■ EXERCISE:
Reproduce only the stretch of entries below that begins at the first line and ends at the line holding "a parsed timestamp.".

Dataset entries
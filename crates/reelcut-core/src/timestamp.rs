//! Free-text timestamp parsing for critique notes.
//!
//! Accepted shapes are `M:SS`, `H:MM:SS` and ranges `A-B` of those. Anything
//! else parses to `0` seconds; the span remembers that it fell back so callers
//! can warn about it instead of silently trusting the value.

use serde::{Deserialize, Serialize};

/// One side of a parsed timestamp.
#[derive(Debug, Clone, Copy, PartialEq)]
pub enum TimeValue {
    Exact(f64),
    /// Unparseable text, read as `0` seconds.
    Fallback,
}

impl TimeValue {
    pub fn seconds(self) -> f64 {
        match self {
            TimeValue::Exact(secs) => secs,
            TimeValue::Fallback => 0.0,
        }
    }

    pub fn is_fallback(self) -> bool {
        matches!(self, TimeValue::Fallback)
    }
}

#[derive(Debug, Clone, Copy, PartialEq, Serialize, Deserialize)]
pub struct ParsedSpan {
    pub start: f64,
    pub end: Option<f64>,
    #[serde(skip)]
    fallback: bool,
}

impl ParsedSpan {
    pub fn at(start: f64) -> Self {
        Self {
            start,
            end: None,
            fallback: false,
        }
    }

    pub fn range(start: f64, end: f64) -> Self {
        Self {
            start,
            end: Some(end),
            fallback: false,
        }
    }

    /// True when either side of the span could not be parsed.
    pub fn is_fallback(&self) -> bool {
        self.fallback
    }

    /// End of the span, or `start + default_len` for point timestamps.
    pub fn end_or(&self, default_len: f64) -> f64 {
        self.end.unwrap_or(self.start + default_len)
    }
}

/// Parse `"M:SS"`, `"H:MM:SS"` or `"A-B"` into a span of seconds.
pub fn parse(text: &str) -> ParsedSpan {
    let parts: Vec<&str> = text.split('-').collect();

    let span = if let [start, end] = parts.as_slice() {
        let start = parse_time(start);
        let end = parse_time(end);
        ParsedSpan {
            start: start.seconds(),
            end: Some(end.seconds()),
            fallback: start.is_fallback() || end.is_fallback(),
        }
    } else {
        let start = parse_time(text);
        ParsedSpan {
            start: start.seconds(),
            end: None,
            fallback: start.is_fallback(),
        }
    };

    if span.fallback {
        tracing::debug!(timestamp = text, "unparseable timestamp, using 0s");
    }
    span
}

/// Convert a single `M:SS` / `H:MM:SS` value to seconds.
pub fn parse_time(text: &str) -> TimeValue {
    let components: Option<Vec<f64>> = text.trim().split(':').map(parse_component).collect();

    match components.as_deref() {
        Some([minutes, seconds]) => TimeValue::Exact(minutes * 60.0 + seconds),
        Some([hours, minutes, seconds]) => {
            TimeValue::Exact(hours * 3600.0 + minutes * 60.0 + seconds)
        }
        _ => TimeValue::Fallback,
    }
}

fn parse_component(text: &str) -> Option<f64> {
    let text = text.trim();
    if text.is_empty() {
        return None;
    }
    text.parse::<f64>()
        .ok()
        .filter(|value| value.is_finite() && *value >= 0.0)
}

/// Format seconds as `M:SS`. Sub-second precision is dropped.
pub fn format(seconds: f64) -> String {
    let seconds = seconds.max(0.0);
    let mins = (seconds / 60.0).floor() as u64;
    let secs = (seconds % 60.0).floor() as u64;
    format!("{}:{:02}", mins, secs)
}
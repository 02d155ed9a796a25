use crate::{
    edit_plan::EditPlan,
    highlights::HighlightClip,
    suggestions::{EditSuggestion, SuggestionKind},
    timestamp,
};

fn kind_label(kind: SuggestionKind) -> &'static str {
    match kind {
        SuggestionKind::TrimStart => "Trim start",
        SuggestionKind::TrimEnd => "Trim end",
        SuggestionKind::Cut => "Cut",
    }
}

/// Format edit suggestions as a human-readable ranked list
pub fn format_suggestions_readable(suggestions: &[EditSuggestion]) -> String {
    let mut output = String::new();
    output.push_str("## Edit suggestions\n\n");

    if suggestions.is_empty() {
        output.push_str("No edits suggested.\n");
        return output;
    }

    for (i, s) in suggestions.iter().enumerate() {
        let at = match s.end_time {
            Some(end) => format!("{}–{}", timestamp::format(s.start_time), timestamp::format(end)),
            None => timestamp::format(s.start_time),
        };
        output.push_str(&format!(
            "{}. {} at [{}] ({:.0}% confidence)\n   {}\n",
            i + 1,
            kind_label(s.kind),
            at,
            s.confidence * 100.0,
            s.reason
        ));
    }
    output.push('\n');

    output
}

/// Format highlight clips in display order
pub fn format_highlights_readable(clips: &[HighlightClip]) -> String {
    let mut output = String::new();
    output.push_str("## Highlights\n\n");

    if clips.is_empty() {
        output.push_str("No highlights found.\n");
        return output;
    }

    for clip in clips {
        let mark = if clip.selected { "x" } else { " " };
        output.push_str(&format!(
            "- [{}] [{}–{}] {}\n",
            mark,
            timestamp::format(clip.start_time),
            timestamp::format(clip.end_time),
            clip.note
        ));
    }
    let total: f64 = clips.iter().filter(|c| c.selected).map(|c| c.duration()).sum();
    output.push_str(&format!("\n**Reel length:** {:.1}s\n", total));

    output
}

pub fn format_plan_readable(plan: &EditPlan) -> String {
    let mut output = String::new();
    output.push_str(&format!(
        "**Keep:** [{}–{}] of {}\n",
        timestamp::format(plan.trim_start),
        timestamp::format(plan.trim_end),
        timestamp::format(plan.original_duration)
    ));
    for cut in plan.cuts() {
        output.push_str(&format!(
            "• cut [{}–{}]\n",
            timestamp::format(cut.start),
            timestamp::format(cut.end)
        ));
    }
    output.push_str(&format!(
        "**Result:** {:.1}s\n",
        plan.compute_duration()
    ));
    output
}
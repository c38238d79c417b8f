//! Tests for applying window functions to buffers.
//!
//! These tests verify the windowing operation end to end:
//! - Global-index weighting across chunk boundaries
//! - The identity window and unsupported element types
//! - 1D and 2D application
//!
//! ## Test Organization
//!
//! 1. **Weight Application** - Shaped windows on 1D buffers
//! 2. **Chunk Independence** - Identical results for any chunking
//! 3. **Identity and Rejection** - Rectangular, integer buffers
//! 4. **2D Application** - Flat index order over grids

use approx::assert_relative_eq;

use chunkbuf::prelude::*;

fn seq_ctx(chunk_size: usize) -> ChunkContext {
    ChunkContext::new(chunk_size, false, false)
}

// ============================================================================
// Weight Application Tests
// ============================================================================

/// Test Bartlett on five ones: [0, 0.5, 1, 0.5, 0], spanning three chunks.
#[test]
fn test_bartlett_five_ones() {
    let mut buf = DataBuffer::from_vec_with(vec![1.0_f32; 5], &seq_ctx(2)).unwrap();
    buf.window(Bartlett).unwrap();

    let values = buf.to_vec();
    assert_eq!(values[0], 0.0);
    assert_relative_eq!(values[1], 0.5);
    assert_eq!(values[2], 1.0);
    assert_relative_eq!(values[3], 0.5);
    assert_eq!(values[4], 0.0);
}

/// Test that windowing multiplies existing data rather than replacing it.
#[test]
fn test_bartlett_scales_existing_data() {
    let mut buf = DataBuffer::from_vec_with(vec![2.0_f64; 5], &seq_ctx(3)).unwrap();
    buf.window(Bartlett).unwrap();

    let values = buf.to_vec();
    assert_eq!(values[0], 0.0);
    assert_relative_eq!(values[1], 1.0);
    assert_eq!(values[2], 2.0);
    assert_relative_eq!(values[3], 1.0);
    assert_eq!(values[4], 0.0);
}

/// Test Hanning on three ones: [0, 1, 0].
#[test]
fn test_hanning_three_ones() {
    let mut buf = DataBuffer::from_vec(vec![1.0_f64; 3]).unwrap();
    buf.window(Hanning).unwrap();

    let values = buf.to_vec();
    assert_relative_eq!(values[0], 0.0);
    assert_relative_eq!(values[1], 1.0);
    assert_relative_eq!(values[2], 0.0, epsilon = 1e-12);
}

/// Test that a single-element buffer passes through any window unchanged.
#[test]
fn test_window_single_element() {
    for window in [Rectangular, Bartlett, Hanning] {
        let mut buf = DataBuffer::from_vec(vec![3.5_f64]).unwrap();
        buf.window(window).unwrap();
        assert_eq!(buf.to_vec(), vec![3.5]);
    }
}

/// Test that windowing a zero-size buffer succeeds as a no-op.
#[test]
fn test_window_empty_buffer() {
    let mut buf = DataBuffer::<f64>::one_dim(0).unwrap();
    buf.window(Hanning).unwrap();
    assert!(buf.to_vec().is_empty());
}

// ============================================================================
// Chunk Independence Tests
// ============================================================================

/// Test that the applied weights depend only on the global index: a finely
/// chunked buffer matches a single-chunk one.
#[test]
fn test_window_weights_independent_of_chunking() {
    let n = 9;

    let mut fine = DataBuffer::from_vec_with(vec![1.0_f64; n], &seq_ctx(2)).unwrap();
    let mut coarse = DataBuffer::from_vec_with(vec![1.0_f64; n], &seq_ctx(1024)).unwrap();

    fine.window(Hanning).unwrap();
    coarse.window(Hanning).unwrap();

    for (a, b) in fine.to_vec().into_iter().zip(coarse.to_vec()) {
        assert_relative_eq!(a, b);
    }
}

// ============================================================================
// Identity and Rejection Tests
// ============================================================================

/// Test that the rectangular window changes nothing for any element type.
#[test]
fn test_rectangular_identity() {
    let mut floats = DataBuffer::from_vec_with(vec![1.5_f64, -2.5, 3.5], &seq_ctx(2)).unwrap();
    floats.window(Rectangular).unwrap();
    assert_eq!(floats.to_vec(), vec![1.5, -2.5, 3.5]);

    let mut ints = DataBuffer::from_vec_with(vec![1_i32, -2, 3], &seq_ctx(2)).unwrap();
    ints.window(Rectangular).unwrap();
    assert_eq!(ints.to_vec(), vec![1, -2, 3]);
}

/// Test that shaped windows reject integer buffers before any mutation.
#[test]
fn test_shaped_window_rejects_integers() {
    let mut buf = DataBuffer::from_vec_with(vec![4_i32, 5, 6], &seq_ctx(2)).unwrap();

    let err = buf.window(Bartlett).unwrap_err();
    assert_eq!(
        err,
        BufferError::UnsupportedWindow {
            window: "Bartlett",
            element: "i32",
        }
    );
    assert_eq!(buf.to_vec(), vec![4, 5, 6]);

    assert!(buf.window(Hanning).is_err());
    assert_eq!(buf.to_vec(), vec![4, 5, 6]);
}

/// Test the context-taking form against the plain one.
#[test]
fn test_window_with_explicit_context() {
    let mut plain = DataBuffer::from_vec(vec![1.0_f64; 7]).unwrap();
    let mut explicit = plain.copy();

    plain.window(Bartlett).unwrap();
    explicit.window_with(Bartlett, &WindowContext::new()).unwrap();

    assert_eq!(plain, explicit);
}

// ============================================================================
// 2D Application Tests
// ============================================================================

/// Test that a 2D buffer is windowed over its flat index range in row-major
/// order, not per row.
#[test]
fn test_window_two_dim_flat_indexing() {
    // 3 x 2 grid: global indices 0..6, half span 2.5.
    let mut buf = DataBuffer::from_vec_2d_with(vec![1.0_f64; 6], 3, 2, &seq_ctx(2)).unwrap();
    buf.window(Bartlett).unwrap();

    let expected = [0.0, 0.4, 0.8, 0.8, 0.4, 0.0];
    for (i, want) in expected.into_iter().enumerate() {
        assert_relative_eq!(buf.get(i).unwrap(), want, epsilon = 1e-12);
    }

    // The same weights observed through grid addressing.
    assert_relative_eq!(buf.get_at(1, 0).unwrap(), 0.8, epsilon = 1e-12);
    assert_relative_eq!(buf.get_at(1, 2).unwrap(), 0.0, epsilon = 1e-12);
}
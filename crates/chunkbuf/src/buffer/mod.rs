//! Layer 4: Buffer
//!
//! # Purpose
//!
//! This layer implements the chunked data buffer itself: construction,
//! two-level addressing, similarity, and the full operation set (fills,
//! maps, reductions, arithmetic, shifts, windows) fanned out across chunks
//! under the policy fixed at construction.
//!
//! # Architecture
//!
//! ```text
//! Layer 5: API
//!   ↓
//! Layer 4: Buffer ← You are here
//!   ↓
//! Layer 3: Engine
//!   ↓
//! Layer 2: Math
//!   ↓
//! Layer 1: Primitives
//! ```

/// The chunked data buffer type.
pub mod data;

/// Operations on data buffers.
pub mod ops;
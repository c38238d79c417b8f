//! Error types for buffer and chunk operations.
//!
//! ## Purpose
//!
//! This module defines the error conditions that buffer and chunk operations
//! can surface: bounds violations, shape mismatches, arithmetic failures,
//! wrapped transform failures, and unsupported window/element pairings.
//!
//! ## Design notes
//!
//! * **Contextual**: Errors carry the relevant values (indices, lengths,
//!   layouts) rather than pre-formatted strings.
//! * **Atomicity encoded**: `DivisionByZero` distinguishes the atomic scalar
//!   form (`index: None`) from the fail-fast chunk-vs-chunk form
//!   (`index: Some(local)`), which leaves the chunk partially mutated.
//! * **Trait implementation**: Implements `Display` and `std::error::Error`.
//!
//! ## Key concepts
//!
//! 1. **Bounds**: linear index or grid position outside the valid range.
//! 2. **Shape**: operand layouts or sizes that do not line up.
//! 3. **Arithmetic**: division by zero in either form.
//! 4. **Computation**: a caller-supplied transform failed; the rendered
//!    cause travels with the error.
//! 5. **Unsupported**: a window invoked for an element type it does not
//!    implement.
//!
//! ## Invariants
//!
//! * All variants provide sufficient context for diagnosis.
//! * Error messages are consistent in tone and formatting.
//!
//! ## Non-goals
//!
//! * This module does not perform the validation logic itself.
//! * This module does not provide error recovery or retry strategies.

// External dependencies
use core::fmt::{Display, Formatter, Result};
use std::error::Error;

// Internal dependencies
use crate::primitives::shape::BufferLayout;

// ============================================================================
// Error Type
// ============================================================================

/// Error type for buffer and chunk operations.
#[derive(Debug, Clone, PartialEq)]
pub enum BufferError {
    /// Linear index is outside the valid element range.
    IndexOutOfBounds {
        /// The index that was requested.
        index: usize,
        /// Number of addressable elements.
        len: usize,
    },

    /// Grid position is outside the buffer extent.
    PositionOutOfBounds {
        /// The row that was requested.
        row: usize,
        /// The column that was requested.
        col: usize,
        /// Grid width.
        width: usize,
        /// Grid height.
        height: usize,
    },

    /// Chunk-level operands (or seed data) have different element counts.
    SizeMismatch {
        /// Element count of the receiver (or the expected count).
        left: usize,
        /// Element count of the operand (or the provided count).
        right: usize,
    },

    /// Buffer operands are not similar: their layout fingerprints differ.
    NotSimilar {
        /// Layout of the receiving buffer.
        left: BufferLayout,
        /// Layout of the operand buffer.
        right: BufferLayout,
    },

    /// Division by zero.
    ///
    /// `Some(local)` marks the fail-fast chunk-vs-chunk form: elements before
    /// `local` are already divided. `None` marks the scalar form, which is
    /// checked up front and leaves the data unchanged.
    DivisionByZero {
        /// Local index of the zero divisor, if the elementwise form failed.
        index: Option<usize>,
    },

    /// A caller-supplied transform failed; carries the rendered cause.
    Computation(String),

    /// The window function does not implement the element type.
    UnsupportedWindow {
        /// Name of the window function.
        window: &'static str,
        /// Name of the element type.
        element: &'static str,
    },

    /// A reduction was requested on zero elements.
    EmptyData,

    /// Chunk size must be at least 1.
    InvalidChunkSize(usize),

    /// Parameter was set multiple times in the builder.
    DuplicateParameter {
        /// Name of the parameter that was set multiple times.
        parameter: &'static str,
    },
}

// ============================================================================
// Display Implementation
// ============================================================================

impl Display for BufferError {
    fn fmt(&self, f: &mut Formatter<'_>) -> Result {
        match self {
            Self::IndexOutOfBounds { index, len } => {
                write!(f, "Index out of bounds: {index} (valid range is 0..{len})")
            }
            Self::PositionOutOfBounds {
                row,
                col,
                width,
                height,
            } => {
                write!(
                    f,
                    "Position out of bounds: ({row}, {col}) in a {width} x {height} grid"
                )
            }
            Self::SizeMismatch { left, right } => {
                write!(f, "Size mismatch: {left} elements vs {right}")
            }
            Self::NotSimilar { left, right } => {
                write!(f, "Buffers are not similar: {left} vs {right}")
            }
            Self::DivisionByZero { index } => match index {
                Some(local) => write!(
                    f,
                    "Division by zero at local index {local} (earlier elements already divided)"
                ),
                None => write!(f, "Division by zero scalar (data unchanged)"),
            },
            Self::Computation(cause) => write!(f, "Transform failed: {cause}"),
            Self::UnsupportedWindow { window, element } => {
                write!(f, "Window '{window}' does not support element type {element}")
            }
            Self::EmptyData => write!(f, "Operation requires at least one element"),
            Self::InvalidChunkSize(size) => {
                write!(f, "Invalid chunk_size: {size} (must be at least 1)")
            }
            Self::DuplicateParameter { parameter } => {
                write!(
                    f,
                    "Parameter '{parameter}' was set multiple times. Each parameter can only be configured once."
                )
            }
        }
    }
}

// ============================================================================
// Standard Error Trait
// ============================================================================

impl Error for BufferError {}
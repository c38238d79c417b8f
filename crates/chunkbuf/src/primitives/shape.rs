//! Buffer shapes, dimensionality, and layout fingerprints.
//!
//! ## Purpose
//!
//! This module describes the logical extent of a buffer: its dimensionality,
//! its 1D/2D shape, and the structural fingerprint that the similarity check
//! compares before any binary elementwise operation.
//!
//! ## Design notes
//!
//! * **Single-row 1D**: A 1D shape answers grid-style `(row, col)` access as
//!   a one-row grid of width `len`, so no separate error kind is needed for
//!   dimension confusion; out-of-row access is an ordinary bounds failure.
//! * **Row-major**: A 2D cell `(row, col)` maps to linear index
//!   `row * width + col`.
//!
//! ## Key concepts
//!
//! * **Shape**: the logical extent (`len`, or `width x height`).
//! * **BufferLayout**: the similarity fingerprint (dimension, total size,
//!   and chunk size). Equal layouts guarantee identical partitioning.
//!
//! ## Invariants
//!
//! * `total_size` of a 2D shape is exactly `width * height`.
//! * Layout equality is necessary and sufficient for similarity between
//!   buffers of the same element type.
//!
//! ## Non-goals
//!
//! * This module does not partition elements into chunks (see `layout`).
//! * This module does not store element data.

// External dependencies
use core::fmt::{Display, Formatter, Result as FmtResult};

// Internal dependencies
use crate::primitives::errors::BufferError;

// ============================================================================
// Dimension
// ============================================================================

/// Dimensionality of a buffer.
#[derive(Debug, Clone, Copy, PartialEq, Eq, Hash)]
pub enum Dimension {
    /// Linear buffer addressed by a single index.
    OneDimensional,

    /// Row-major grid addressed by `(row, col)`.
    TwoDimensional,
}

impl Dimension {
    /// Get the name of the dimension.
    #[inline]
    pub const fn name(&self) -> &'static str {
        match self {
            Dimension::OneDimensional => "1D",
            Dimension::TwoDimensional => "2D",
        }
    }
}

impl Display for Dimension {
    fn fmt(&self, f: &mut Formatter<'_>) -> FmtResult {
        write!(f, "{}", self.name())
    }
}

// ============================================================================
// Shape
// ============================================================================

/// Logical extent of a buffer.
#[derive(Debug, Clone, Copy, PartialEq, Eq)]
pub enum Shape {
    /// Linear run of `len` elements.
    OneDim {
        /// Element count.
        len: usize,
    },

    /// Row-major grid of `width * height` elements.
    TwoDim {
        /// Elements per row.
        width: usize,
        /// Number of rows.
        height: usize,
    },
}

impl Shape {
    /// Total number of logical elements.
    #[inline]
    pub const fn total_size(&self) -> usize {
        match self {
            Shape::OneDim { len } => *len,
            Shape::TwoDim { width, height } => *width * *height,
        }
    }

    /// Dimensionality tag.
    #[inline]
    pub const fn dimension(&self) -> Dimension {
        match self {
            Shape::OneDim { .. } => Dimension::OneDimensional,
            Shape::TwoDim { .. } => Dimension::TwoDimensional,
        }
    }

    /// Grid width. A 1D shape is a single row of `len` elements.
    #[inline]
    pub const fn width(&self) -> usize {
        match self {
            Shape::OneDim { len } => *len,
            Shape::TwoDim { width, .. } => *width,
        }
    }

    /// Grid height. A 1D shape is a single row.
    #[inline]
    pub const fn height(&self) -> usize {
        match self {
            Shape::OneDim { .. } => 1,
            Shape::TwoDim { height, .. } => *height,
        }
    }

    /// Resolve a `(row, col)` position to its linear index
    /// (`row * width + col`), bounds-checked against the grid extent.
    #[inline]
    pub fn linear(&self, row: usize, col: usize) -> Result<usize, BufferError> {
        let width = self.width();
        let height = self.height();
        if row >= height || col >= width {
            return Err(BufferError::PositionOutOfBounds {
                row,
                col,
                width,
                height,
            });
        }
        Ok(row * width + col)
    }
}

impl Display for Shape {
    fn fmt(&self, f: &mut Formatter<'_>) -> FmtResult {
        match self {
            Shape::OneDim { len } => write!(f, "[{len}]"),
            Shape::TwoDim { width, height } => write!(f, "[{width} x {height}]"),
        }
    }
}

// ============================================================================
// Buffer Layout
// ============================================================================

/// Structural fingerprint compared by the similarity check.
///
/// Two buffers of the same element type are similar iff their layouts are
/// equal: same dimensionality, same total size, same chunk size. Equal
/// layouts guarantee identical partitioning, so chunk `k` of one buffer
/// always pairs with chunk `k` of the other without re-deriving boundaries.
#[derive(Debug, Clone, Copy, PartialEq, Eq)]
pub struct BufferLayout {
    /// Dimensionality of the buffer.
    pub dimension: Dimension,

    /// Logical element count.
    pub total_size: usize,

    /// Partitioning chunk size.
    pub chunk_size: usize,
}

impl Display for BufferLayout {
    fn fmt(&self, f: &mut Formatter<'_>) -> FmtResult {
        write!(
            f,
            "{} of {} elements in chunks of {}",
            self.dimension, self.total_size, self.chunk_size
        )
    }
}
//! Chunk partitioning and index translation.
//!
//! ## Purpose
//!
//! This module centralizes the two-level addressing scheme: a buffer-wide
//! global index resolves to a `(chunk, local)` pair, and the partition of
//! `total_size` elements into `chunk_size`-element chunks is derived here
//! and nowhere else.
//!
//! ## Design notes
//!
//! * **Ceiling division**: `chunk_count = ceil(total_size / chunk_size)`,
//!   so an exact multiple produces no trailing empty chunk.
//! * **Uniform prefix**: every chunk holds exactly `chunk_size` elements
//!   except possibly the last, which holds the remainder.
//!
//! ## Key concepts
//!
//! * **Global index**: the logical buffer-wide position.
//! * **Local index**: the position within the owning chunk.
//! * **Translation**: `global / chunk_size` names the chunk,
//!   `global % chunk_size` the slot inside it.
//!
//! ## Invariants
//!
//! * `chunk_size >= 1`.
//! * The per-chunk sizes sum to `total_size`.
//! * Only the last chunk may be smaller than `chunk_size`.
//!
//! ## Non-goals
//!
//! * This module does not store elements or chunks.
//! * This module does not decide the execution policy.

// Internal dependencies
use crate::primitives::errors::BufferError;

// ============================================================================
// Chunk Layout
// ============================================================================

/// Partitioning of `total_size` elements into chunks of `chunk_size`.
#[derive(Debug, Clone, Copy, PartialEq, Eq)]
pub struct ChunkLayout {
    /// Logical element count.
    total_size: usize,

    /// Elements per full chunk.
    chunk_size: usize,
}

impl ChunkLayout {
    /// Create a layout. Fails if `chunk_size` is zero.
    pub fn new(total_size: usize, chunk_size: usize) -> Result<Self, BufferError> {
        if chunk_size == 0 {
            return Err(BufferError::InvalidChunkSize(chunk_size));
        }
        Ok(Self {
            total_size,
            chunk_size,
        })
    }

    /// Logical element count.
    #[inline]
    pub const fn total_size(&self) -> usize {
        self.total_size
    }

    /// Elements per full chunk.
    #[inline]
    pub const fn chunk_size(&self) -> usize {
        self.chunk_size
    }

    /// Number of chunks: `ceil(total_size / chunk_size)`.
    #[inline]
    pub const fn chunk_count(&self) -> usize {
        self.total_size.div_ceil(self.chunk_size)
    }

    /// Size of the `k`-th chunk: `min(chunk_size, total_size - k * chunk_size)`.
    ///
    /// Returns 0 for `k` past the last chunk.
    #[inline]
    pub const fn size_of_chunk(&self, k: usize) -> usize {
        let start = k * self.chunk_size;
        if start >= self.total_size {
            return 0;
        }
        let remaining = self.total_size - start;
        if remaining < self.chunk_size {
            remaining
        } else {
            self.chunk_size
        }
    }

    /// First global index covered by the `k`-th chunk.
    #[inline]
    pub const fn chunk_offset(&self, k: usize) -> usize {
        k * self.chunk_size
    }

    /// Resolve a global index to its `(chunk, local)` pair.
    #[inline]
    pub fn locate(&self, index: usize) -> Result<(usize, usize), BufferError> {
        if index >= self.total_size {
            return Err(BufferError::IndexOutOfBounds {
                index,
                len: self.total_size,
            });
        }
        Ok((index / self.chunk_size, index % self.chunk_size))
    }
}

■ ANSWER SPACE:
filename crates/reelcut-core/src/timestamp.rs
//! Free-text timestamp parsing for critique notes.
//!
//! Accepted shapes are `M:SS`, `H:MM:SS` and ranges `A-B` of those. Anything
//! else parses to `0` seconds; the span remembers that it fell back so callers
//! can warn about it instead of silently trusting the value.

use serde::{Deserialize, Serialize};

/// One side of a parsed timestamp.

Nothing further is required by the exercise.